India’s 2018 monsoon below average, lower than forecast; drop in rainfall could lift food prices, stoke inflation


Photo by BL SONI

New Delhi: The annual monsoon was below average and less than forecast, with key crop-growing northern states among areas that received less rain than needed, the weather office said on Sunday, reports Reuters. The drop in rainfall could lift food prices and stoke inflation, which is expected to harden in coming months because of rising fuel prices. Rains were 91 percent of the long-term average at the end of the July-September monsoon season, compared with a forecast of 97 percent, marking the fifth straight year in which the weather office has overestimated the likely rainfall.

The monsoon, which delivers about 70 percent of India’s annual rainfall, is critical for the farm sector, which accounts for about a sixth of India’s $2 trillion-plus economy and employs about half of the country’s 1.3 billion people. Despite low rainfall overall, the distribution was erratic, with some parts of the country experiencing extreme rainfall and flash floods that killed hundreds of people and damaged crops and property. In its annual economic survey for 2017/18, the proportion of extremely dry or wet weather conditions has increased steadily because of climate change, with rain-dependent areas suffering a 14.3 per cent fall in agricultural revenue owing to “extreme rainfall shocks”.
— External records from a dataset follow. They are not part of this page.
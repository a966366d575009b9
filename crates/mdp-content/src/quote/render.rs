//! Rendering of CMS summary items against a quote option tree.

use chrono::NaiveDate;
use mdp_semantics::PlaceholderKind;
use serde::Serialize;

use crate::dates::{format_date_str, parse_date, time_until, years_months_text};
use crate::quote::currency::format_money;
use crate::quote::resolve::{resolve, split_path};
use crate::settings::RenderSettings;
use crate::types::{Labels, QuoteOption, Scalar, SummaryFormat, SummaryItem};

/// The display value of one summary item.
///
/// `value` is `None` when the item's path did not resolve; callers decide
/// what to show in its place.
#[derive(Debug, Clone, PartialEq, Serialize)]
pub struct RenderedValue {
    pub format: SummaryFormat,
    pub value: Option<String>,
}

/// A rendered summary line with its nested explanations.
#[derive(Debug, Clone, PartialEq, Serialize)]
pub struct RenderedSummary {
    pub header: String,
    pub description: Option<String>,
    pub rendered: RenderedValue,
    #[serde(skip_serializing_if = "Vec::is_empty")]
    pub explanations: Vec<RenderedSummary>,
}

/// Render a summary item.
///
/// - `Text`, or no tree: the authored value, unchanged.
/// - Otherwise the dotted path is resolved; an absent value gives `None`.
/// - `Currency`: `<symbol><grouped 2dp>`.
/// - `Currency per year`: the same, suffixed with `/<year label>`.
/// - Any other format with a present value: a single space.
///
/// # Example
///
/// ```
/// use mdp_content::quote::render_summary_item;
/// use mdp_content::{Labels, QuoteOption, RenderSettings, SummaryFormat, SummaryItem};
///
/// let tree = QuoteOption::new().with_attribute("total", 1500);
/// let item = SummaryItem::builder()
///     .format(SummaryFormat::Currency)
///     .value("total")
///     .build();
/// let rendered = render_summary_item(&item, &Labels::new(), Some(&tree), &RenderSettings::default());
/// assert_eq!(rendered.value.as_deref(), Some("£1,500.00"));
/// ```
pub fn render_summary_item(
    item: &SummaryItem,
    labels: &Labels,
    tree: Option<&QuoteOption>,
    settings: &RenderSettings,
) -> RenderedValue {
    let format = item.format.clone();
    let tree = match (&format, tree) {
        (SummaryFormat::Text, _) | (_, None) => {
            return RenderedValue {
                format,
                value: Some(item.value.clone()),
            };
        }
        (_, Some(tree)) => tree,
    };

    let keys = split_path(&item.value);
    let Some(resolved) = resolve(tree, &keys) else {
        return RenderedValue {
            format,
            value: None,
        };
    };

    let value = match &format {
        SummaryFormat::Currency => resolved
            .as_number()
            .and_then(|amount| format_money(&settings.currency_symbol, amount)),
        SummaryFormat::CurrencyPerYear => resolved
            .as_number()
            .and_then(|amount| format_money(&settings.currency_symbol, amount))
            .map(|money| format!("{money}/{}", labels.label(&settings.year_label_key))),
        SummaryFormat::Text | SummaryFormat::Other(_) => Some(" ".to_string()),
    };

    RenderedValue { format, value }
}

/// Render a list of summary items, including nested explanation items.
pub fn render_summary(
    items: &[SummaryItem],
    labels: &Labels,
    tree: Option<&QuoteOption>,
    settings: &RenderSettings,
) -> Vec<RenderedSummary> {
    items
        .iter()
        .map(|item| RenderedSummary {
            header: item.header.clone(),
            description: item.description.clone(),
            rendered: render_summary_item(item, labels, tree, settings),
            explanations: render_summary(&item.explanation_summary_items, labels, tree, settings),
        })
        .collect()
}

/// Format a resolved value for a `[[data-*:path]]` binding.
///
/// `data-currency` needs a number, `data-date` and `data-timeto` an ISO date
/// (`data-timeto` one that is not past `today`). Other kinds render the value
/// as text. `None` means the value cannot be shown in that form.
///
/// ```
/// use chrono::NaiveDate;
/// use mdp_content::quote::format_value;
/// use mdp_content::{RenderSettings, Scalar};
/// use mdp_semantics::PlaceholderKind;
///
/// let today = NaiveDate::from_ymd_opt(2024, 1, 1).unwrap();
/// let settings = RenderSettings::default();
/// let amount = Scalar::from(98765.4);
/// assert_eq!(
///     format_value(&amount, PlaceholderKind::DataCurrency, &settings, today).as_deref(),
///     Some("£98,765.40")
/// );
/// let date = Scalar::from("2026-07-01");
/// assert_eq!(
///     format_value(&date, PlaceholderKind::DataTimeTo, &settings, today).as_deref(),
///     Some("2 years 6 months")
/// );
/// ```
pub fn format_value(
    value: &Scalar,
    kind: PlaceholderKind,
    settings: &RenderSettings,
    today: NaiveDate,
) -> Option<String> {
    match kind {
        PlaceholderKind::DataCurrency => value
            .as_number()
            .and_then(|amount| format_money(&settings.currency_symbol, amount)),
        PlaceholderKind::DataDate => format_date_str(&value.to_string(), &settings.date_format),
        PlaceholderKind::DataTimeTo => parse_date(&value.to_string())
            .and_then(|date| time_until(today, date))
            .map(|(years, months)| years_months_text(years, months)),
        PlaceholderKind::DataText
        | PlaceholderKind::Token
        | PlaceholderKind::Label
        | PlaceholderKind::Modal
        | PlaceholderKind::Tooltip
        | PlaceholderKind::Message
        | PlaceholderKind::Button
        | PlaceholderKind::Timer
        | PlaceholderKind::Icon
        | PlaceholderKind::Badge => Some(value.to_string()),
    }
}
The rainfall in the country was below average mostly because of a lack of precipitation in the rice and maize-growing states of Bihar and Jharkhand and in the cotton-growing state of Gujarat, adds the wire agency Reuters, Major farm-dependent states, such as the oilseed and pulses-growing central state of Madhya Pradesh and the northern, rice-growing state of Uttar Pradesh also received rainfall that was lower than the long-term average.